* **Problem description**:
The records follow. Copy each one exactly.

(Stored data)
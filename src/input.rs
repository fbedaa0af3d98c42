// Measurement file parsing
//
// One measurement per line, whitespace separated:
//   L  px  py          timestamp  gt_px gt_py gt_vx gt_vy [gt_yaw gt_yawrate]
//   R  rho phi rho_dot timestamp  gt_px gt_py gt_vx gt_vy [gt_yaw gt_yawrate]
// Blank lines and lines starting with '#' are ignored.

use std::io::BufRead;

use nalgebra::Vector4;

use crate::error::ParseError;
use crate::measurement::{Measurement, MeasurementRecord};

/// Parse every measurement line from a reader
pub fn read_measurements<R: BufRead>(reader: R) -> Result<Vec<MeasurementRecord>, ParseError> {
    let mut records = Vec::new();
    for (index, line) in reader.lines().enumerate() {
        let line = line?;
        if let Some(record) = parse_line(&line, index + 1)? {
            records.push(record);
        }
    }
    Ok(records)
}

/// Parse a single line. Returns `None` for blank and comment lines.
pub fn parse_line(line: &str, line_number: usize) -> Result<Option<MeasurementRecord>, ParseError> {
    let trimmed = line.trim();
    if trimmed.is_empty() || trimmed.starts_with('#') {
        return Ok(None);
    }

    let fields: Vec<&str> = trimmed.split_whitespace().collect();
    let tag = fields[0];
    let values = &fields[1..];

    // Number of observation values before the timestamp
    let n_obs = match tag {
        "L" => 2,
        "R" => 3,
        _ => {
            return Err(ParseError::UnknownSensor {
                line: line_number,
                tag: tag.to_string(),
            })
        }
    };

    if values.len() < n_obs + 1 {
        return Err(ParseError::MissingFields {
            line: line_number,
            expected: n_obs + 2,
            found: fields.len(),
        });
    }

    let obs = values[..n_obs]
        .iter()
        .map(|v| parse_f64(v, line_number))
        .collect::<Result<Vec<f64>, _>>()?;
    let timestamp_us = values[n_obs]
        .parse::<i64>()
        .map_err(|_| ParseError::InvalidNumber {
            line: line_number,
            value: values[n_obs].to_string(),
        })?;

    let measurement = if n_obs == 2 {
        Measurement::linear(obs[0], obs[1], timestamp_us)
    } else {
        Measurement::range_bearing(obs[0], obs[1], obs[2], timestamp_us)
    };

    // Ground truth is optional but must be complete when present
    let rest = &values[n_obs + 1..];
    let ground_truth = match rest.len() {
        0 => None,
        n if n >= 4 => {
            let gt = rest[..4]
                .iter()
                .map(|v| parse_f64(v, line_number))
                .collect::<Result<Vec<f64>, _>>()?;
            Some(Vector4::new(gt[0], gt[1], gt[2], gt[3]))
        }
        _ => {
            return Err(ParseError::MissingFields {
                line: line_number,
                expected: n_obs + 6,
                found: fields.len(),
            })
        }
    };

    Ok(Some(MeasurementRecord {
        measurement,
        ground_truth,
    }))
}

fn parse_f64(value: &str, line_number: usize) -> Result<f64, ParseError> {
    value.parse::<f64>().map_err(|_| ParseError::InvalidNumber {
        line: line_number,
        value: value.to_string(),
    })
}

#[cfg(test)]
mod tests {
    use super::*;
    use crate::measurement::{Modality, Reading};

    #[test]
    fn test_parse_lidar_line() {
        let record = parse_line(
            "L\t3.122427e-01\t5.803398e-01\t1477010443000000\t6.000000e-01\t6.000000e-01\t5.199937e+00\t0\t0\t6.911322e-03",
            1,
        )
        .unwrap()
        .unwrap();

        assert_eq!(record.measurement.modality(), Modality::Linear);
        assert_eq!(record.measurement.timestamp_us, 1477010443000000);
        match record.measurement.reading {
            Reading::Linear(z) => {
                assert!((z[0] - 0.3122427).abs() < 1e-12);
                assert!((z[1] - 0.5803398).abs() < 1e-12);
            }
            other => panic!("unexpected reading {:?}", other),
        }
        let gt = record.ground_truth.unwrap();
        assert!((gt[2] - 5.199937).abs() < 1e-12);
    }

    #[test]
    fn test_parse_radar_line_without_ground_truth() {
        let record = parse_line("R 1.014892 0.554329 4.892807 1477010443050000", 2)
            .unwrap()
            .unwrap();
        assert_eq!(record.measurement.modality(), Modality::RangeBearing);
        assert!(record.ground_truth.is_none());
    }

    #[test]
    fn test_skip_blank_and_comment_lines() {
        assert!(parse_line("", 1).unwrap().is_none());
        assert!(parse_line("   ", 1).unwrap().is_none());
        assert!(parse_line("# header", 1).unwrap().is_none());
    }

    #[test]
    fn test_parse_errors() {
        assert!(matches!(
            parse_line("X 1 2 3", 7),
            Err(ParseError::UnknownSensor { line: 7, .. })
        ));
        assert!(matches!(
            parse_line("R 1 2 3", 3),
            Err(ParseError::MissingFields { line: 3, .. })
        ));
        assert!(matches!(
            parse_line("L 1 abc 100", 4),
            Err(ParseError::InvalidNumber { line: 4, .. })
        ));
        assert!(matches!(
            parse_line("L 1 2 100 0.5 0.5", 5),
            Err(ParseError::MissingFields { line: 5, .. })
        ));
    }

    #[test]
    fn test_read_measurements() {
        let text = "L 1 2 0 1 2 0 0\n\n# radar next\nR 5 0 0 50000 5 0 0 0\n";
        let records = read_measurements(text.as_bytes()).unwrap();
        assert_eq!(records.len(), 2);
        assert_eq!(records[1].measurement.timestamp_us, 50000);
    }
}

* **Expected output**:
filename src/input.rs
repository fbedaa0af3d98c42
// Measurement file parsing
//
// One measurement per line, whitespace separated:
//   L  px  py          timestamp  gt_px gt_py gt_vx gt_vy [gt_yaw gt_yawrate]
//   R  rho phi rho_dot timestamp  gt_px gt_py gt_vx gt_vy [gt_yaw gt_yawrate]
// Blank lines and lines starting with '#' are ignored.

use std::io::BufRead;

use nalgebra::Vector4;

use crate::error::ParseError;
use crate::measurement::{Measurement, MeasurementRecord};

/// Parse every measurement line from a reader
pub fn read_measurements<R: BufRead>(reader: R) -> Result<Vec<MeasurementRecord>, ParseError> {
    let mut records = Vec::new();
    for (index, line) in reader.lines().enumerate() {
        let line = line?;
        if let Some(record) = parse_line(&line, index + 1)? {
            records.push(record);
        }
    }
    Ok(records)
}

/// Parse a single line. Returns `None` for blank and comment lines.
pub fn parse_line(line: &str, line_number: usize) -> Result<Option<MeasurementRecord>, ParseError> {
    let trimmed = line.trim();
    if trimmed.is_empty() || trimmed.starts_with('#') {
        return Ok(None);
    }

    let fields: Vec<&str> = trimmed.split_whitespace().collect();
    let tag = fields[0];
    let values = &fields[1..];

    // Number of observation values before the timestamp
    let n_obs = match tag {
        "L" => 2,
        "R" => 3,
        _ => {
            return Err(ParseError::UnknownSensor {
                line: line_number,
                tag: tag.to_string(),
            })
        }
    };

    if values.len() < n_obs + 1 {
        return Err(ParseError::MissingFields {
            line: line_number,
            expected: n_obs + 2,
            found: fields.len(),
        });
    }

    let obs = values[..n_obs]
        .iter()
        .map(|v| parse_f64(v, line_number))
        .collect::<Result<Vec<f64>, _>>()?;
    let timestamp_us = values[n_obs]
        .parse::<i64>()
        .map_err(|_| ParseError::InvalidNumber {
            line: line_number,
            value: values[n_obs].to_string(),
        })?;

    let measurement = if n_obs == 2 {
        Measurement::linear(obs[0], obs[1], timestamp_us)
    } else {
        Measurement::range_bearing(obs[0], obs[1], obs[2], timestamp_us)
    };

    // Ground truth is optional but must be complete when present
    let rest = &values[n_obs + 1..];
    let ground_truth = match rest.len() {
        0 => None,
        n if n >= 4 => {
            let gt = rest[..4]
                .iter()
                .map(|v| parse_f64(v, line_number))
                .collect::<Result<Vec<f64>, _>>()?;
            Some(Vector4::new(gt[0], gt[1], gt[2], gt[3]))
        }
        _ => {
            return Err(ParseError::MissingFields {
                line: line_number,
                expected: n_obs + 6,
                found: fields.len(),
            })
        }
    };

    Ok(Some(MeasurementRecord {
        measurement,
        ground_truth,
    }))
}

fn parse_f64(value: &str, line_number: usize) -> Result<f64, ParseError> {
    value.parse::<f64>().map_err(|_| ParseError::InvalidNumber {
        line: line_number,
        value: value.to_string(),
    })
}

#[cfg(test)]
mod tests {
    use super::*;
    use crate::measurement::{Modality, Reading};

    #[test]
    fn test_parse_lidar_line() {
        let record = parse_line(
            "L\t3.122427e-01\t5.803398e-01\t1477010443000000\t6.000000e-01\t6.000000e-01\t5.199937e+00\t0\t0\t6.911322e-03",
            1,
        )
        .unwrap()
        .unwrap();

        assert_eq!(record.measurement.modality(), Modality::Linear);
        assert_eq!(record.measurement.timestamp_us, 1477010443000000);
        match record.measurement.reading {
            Reading::Linear(z) => {
                assert!((z[0] - 0.3122427).abs() < 1e-12);
                assert!((z[1] - 0.5803398).abs() < 1e-12);
            }
            other => panic!("unexpected reading {:?}", other),
        }
        let gt = record.ground_truth.unwrap();
        assert!((gt[2] - 5.199937).abs() < 1e-12);
    }

    #[test]
    fn test_parse_radar_line_without_ground_truth() {
        let record = parse_line("R 1.014892 0.554329 4.892807 1477010443050000", 2)
            .unwrap()
            .unwrap();
        assert_eq!(record.measurement.modality(), Modality::RangeBearing);
        assert!(record.ground_truth.is_none());
    }

    #[test]
    fn test_skip_blank_and_comment_lines() {
        assert!(parse_line("", 1).unwrap().is_none());
        assert!(parse_line("   ", 1).unwrap().is_none());
        assert!(parse_line("# header", 1).unwrap().is_none());
    }

    #[test]
    fn test_parse_errors() {
        assert!(matches!(
            parse_line("X 1 2 3", 7),
            Err(ParseError::UnknownSensor { line: 7, .. })
        ));
        assert!(matches!(
            parse_line("R 1 2 3", 3),
            Err(ParseError::MissingFields { line: 3, .. })
        ));
        assert!(matches!(
            parse_line("L 1 abc 100", 4),
            Err(ParseError::InvalidNumber { line: 4, .. })
        ));
        assert!(matches!(
            parse_line("L 1 2 100 0.5 0.5", 5),
            Err(ParseError::MissingFields { line: 5, .. })
        ));
    }

    #[test]
    fn test_read_measurements() {
        let text = "L 1 2 0 1 2 0 0\n\n# radar next\nR 5 0 0 50000 5 0 0 0\n";
        let records = read_measurements(text.as_bytes()).unwrap();
        assert_eq!(records.len(), 2);
        assert_eq!(records[1].measurement.timestamp_us, 50000);
    }
}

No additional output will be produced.